- **Prompt**
Each entry below is to be copied verbatim, with no line missing.

━━━━━━

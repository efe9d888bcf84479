//! Operation registry: descriptor abstraction plus the catalog-file backing.
//!
//! The imaging application exports its operation catalog as a JSON or YAML
//! document; `CatalogRegistry` loads it and serves lookups. The dispatcher
//! and generator only ever see the `OperationInfo` / `OperationRegistry`
//! traits, so another registry backing can be dropped in without touching
//! them.

use std::path::{Path, PathBuf};

use serde::{Deserialize, Serialize};
use thiserror::Error;

/// Menu root of operations presented in the application's own menu tree.
/// Operations rooted elsewhere (context menus, other frontends) are not
/// eligible for stub generation.
pub const APPLICATION_MENU_ROOT: &str = "app";

/// Declared type of one operation parameter.
#[derive(Debug, Clone, Copy, Default, PartialEq, Eq, Serialize, Deserialize)]
#[serde(rename_all = "lowercase")]
pub enum ParamKind {
    #[default]
    String,
    Integer,
    Number,
    Boolean,
    Array,
    Roi,
}

impl ParamKind {
    pub fn as_str(&self) -> &'static str {
        match self {
            ParamKind::String => "string",
            ParamKind::Integer => "integer",
            ParamKind::Number => "number",
            ParamKind::Boolean => "boolean",
            ParamKind::Array => "array",
            ParamKind::Roi => "roi",
        }
    }
}

/// One declared input or output parameter.
#[derive(Debug, Clone, Deserialize)]
pub struct ParamSpec {
    pub name: String,
    #[serde(rename = "type", default)]
    pub kind: ParamKind,
    #[serde(default)]
    pub required: bool,
    #[serde(default)]
    pub description: String,
    #[serde(default)]
    pub default: Option<serde_json::Value>,
}

/// One catalog entry describing an invocable operation.
#[derive(Debug, Clone, Deserialize)]
pub struct CatalogOperation {
    /// Stable identifier embedded into generated stubs. Entries without one
    /// are listed but can be neither dispatched nor stubbed.
    #[serde(default)]
    pub identifier: Option<String>,
    pub title: String,
    /// Menu hierarchy segments, outermost first. Empty for operations that
    /// are not menu-reachable.
    #[serde(default)]
    pub menu_path: Vec<String>,
    #[serde(default = "default_menu_root")]
    pub menu_root: String,
    /// Whether the operation runs without an interactive display.
    #[serde(default)]
    pub headless: bool,
    #[serde(default)]
    pub inputs: Vec<ParamSpec>,
    #[serde(default)]
    pub outputs: Vec<ParamSpec>,
}

fn default_menu_root() -> String {
    APPLICATION_MENU_ROOT.to_string()
}

impl Default for CatalogOperation {
    fn default() -> Self {
        CatalogOperation {
            identifier: None,
            title: String::new(),
            menu_path: Vec::new(),
            menu_root: default_menu_root(),
            headless: false,
            inputs: Vec::new(),
            outputs: Vec::new(),
        }
    }
}

/// Read-only view of one operation descriptor.
pub trait OperationInfo {
    /// Stable identifier, when the operation has one.
    fn identifier(&self) -> Option<&str>;
    fn title(&self) -> &str;
    fn menu_path(&self) -> &[String];
    fn menu_root(&self) -> &str;
    fn can_run_headless(&self) -> bool;
    fn inputs(&self) -> &[ParamSpec];
    fn outputs(&self) -> &[ParamSpec];
}

impl OperationInfo for CatalogOperation {
    fn identifier(&self) -> Option<&str> {
        self.identifier.as_deref()
    }

    fn title(&self) -> &str {
        &self.title
    }

    fn menu_path(&self) -> &[String] {
        &self.menu_path
    }

    fn menu_root(&self) -> &str {
        &self.menu_root
    }

    fn can_run_headless(&self) -> bool {
        self.headless
    }

    fn inputs(&self) -> &[ParamSpec] {
        &self.inputs
    }

    fn outputs(&self) -> &[ParamSpec] {
        &self.outputs
    }
}

/// Lookup surface the dispatcher and generator depend on.
pub trait OperationRegistry {
    /// Exact-match lookup by stable identifier.
    fn find(&self, identifier: &str) -> Option<&dyn OperationInfo>;
    /// All known operations, in catalog order.
    fn operations(&self) -> Vec<&dyn OperationInfo>;
}

#[derive(Debug, Error)]
pub enum CatalogError {
    #[error("cannot read catalog file {}: {source}", path.display())]
    Read {
        path: PathBuf,
        source: std::io::Error,
    },
    #[error("cannot parse catalog file {}: {message}", path.display())]
    Parse { path: PathBuf, message: String },
}

/// Top-level catalog document shape.
#[derive(Debug, Deserialize)]
struct CatalogDocument {
    #[serde(default)]
    operations: Vec<CatalogOperation>,
}

/// Registry backed by a catalog export.
#[derive(Debug)]
pub struct CatalogRegistry {
    operations: Vec<CatalogOperation>,
}

impl CatalogRegistry {
    pub fn new(operations: Vec<CatalogOperation>) -> Self {
        CatalogRegistry { operations }
    }

    /// Load a catalog file. `.yaml` / `.yml` parse as YAML, anything else as
    /// JSON.
    pub fn from_path(path: &Path) -> Result<Self, CatalogError> {
        let raw = std::fs::read_to_string(path).map_err(|source| CatalogError::Read {
            path: path.to_path_buf(),
            source,
        })?;

        let lower = path.to_string_lossy().to_ascii_lowercase();
        let doc: CatalogDocument = if lower.ends_with(".yaml") || lower.ends_with(".yml") {
            serde_yaml::from_str(&raw).map_err(|e| CatalogError::Parse {
                path: path.to_path_buf(),
                message: e.to_string(),
            })?
        } else {
            serde_json::from_str(&raw).map_err(|e| CatalogError::Parse {
                path: path.to_path_buf(),
                message: e.to_string(),
            })?
        };

        Ok(CatalogRegistry::new(doc.operations))
    }
}

impl OperationRegistry for CatalogRegistry {
    fn find(&self, identifier: &str) -> Option<&dyn OperationInfo> {
        self.operations
            .iter()
            .find(|op| op.identifier.as_deref() == Some(identifier))
            .map(|op| op as &dyn OperationInfo)
    }

    fn operations(&self) -> Vec<&dyn OperationInfo> {
        self.operations
            .iter()
            .map(|op| op as &dyn OperationInfo)
            .collect()
    }
}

━━━━━━

- **Task solution**
repository efe9d888bcf84479
//! Operation registry: descriptor abstraction plus the catalog-file backing.
//!
//! The imaging application exports its operation catalog as a JSON or YAML
//! document; `CatalogRegistry` loads it and serves lookups. The dispatcher
//! and generator only ever see the `OperationInfo` / `OperationRegistry`
//! traits, so another registry backing can be dropped in without touching
//! them.

use std::path::{Path, PathBuf};

use serde::{Deserialize, Serialize};
use thiserror::Error;

/// Menu root of operations presented in the application's own menu tree.
/// Operations rooted elsewhere (context menus, other frontends) are not
/// eligible for stub generation.
pub const APPLICATION_MENU_ROOT: &str = "app";

/// Declared type of one operation parameter.
#[derive(Debug, Clone, Copy, Default, PartialEq, Eq, Serialize, Deserialize)]
#[serde(rename_all = "lowercase")]
pub enum ParamKind {
    #[default]
    String,
    Integer,
    Number,
    Boolean,
    Array,
    Roi,
}

impl ParamKind {
    pub fn as_str(&self) -> &'static str {
        match self {
            ParamKind::String => "string",
            ParamKind::Integer => "integer",
            ParamKind::Number => "number",
            ParamKind::Boolean => "boolean",
            ParamKind::Array => "array",
            ParamKind::Roi => "roi",
        }
    }
}

/// One declared input or output parameter.
#[derive(Debug, Clone, Deserialize)]
pub struct ParamSpec {
    pub name: String,
    #[serde(rename = "type", default)]
    pub kind: ParamKind,
    #[serde(default)]
    pub required: bool,
    #[serde(default)]
    pub description: String,
    #[serde(default)]
    pub default: Option<serde_json::Value>,
}

/// One catalog entry describing an invocable operation.
#[derive(Debug, Clone, Deserialize)]
pub struct CatalogOperation {
    /// Stable identifier embedded into generated stubs. Entries without one
    /// are listed but can be neither dispatched nor stubbed.
    #[serde(default)]
    pub identifier: Option<String>,
    pub title: String,
    /// Menu hierarchy segments, outermost first. Empty for operations that
    /// are not menu-reachable.
    #[serde(default)]
    pub menu_path: Vec<String>,
    #[serde(default = "default_menu_root")]
    pub menu_root: String,
    /// Whether the operation runs without an interactive display.
    #[serde(default)]
    pub headless: bool,
    #[serde(default)]
    pub inputs: Vec<ParamSpec>,
    #[serde(default)]
    pub outputs: Vec<ParamSpec>,
}

fn default_menu_root() -> String {
    APPLICATION_MENU_ROOT.to_string()
}

impl Default for CatalogOperation {
    fn default() -> Self {
        CatalogOperation {
            identifier: None,
            title: String::new(),
            menu_path: Vec::new(),
            menu_root: default_menu_root(),
            headless: false,
            inputs: Vec::new(),
            outputs: Vec::new(),
        }
    }
}

/// Read-only view of one operation descriptor.
pub trait OperationInfo {
    /// Stable identifier, when the operation has one.
    fn identifier(&self) -> Option<&str>;
    fn title(&self) -> &str;
    fn menu_path(&self) -> &[String];
    fn menu_root(&self) -> &str;
    fn can_run_headless(&self) -> bool;
    fn inputs(&self) -> &[ParamSpec];
    fn outputs(&self) -> &[ParamSpec];
}

impl OperationInfo for CatalogOperation {
    fn identifier(&self) -> Option<&str> {
        self.identifier.as_deref()
    }

    fn title(&self) -> &str {
        &self.title
    }

    fn menu_path(&self) -> &[String] {
        &self.menu_path
    }

    fn menu_root(&self) -> &str {
        &self.menu_root
    }

    fn can_run_headless(&self) -> bool {
        self.headless
    }

    fn inputs(&self) -> &[ParamSpec] {
        &self.inputs
    }

    fn outputs(&self) -> &[ParamSpec] {
        &self.outputs
    }
}

/// Lookup surface the dispatcher and generator depend on.
pub trait OperationRegistry {
    /// Exact-match lookup by stable identifier.
    fn find(&self, identifier: &str) -> Option<&dyn OperationInfo>;
    /// All known operations, in catalog order.
    fn operations(&self) -> Vec<&dyn OperationInfo>;
}

#[derive(Debug, Error)]
pub enum CatalogError {
    #[error("cannot read catalog file {}: {source}", path.display())]
    Read {
        path: PathBuf,
        source: std::io::Error,
    },
    #[error("cannot parse catalog file {}: {message}", path.display())]
    Parse { path: PathBuf, message: String },
}

/// Top-level catalog document shape.
#[derive(Debug, Deserialize)]
struct CatalogDocument {
    #[serde(default)]
    operations: Vec<CatalogOperation>,
}

/// Registry backed by a catalog export.
#[derive(Debug)]
pub struct CatalogRegistry {
    operations: Vec<CatalogOperation>,
}

impl CatalogRegistry {
    pub fn new(operations: Vec<CatalogOperation>) -> Self {
        CatalogRegistry { operations }
    }

    /// Load a catalog file. `.yaml` / `.yml` parse as YAML, anything else as
    /// JSON.
    pub fn from_path(path: &Path) -> Result<Self, CatalogError> {
        let raw = std::fs::read_to_string(path).map_err(|source| CatalogError::Read {
            path: path.to_path_buf(),
            source,
        })?;

        let lower = path.to_string_lossy().to_ascii_lowercase();
        let doc: CatalogDocument = if lower.ends_with(".yaml") || lower.ends_with(".yml") {
            serde_yaml::from_str(&raw).map_err(|e| CatalogError::Parse {
                path: path.to_path_buf(),
                message: e.to_string(),
            })?
        } else {
            serde_json::from_str(&raw).map_err(|e| CatalogError::Parse {
                path: path.to_path_buf(),
                message: e.to_string(),
            })?
        };

        Ok(CatalogRegistry::new(doc.operations))
    }
}

impl OperationRegistry for CatalogRegistry {
    fn find(&self, identifier: &str) -> Option<&dyn OperationInfo> {
        self.operations
            .iter()
            .find(|op| op.identifier.as_deref() == Some(identifier))
            .map(|op| op as &dyn OperationInfo)
    }

    fn operations(&self) -> Vec<&dyn OperationInfo> {
        self.operations
            .iter()
            .map(|op| op as &dyn OperationInfo)
            .collect()
    }
}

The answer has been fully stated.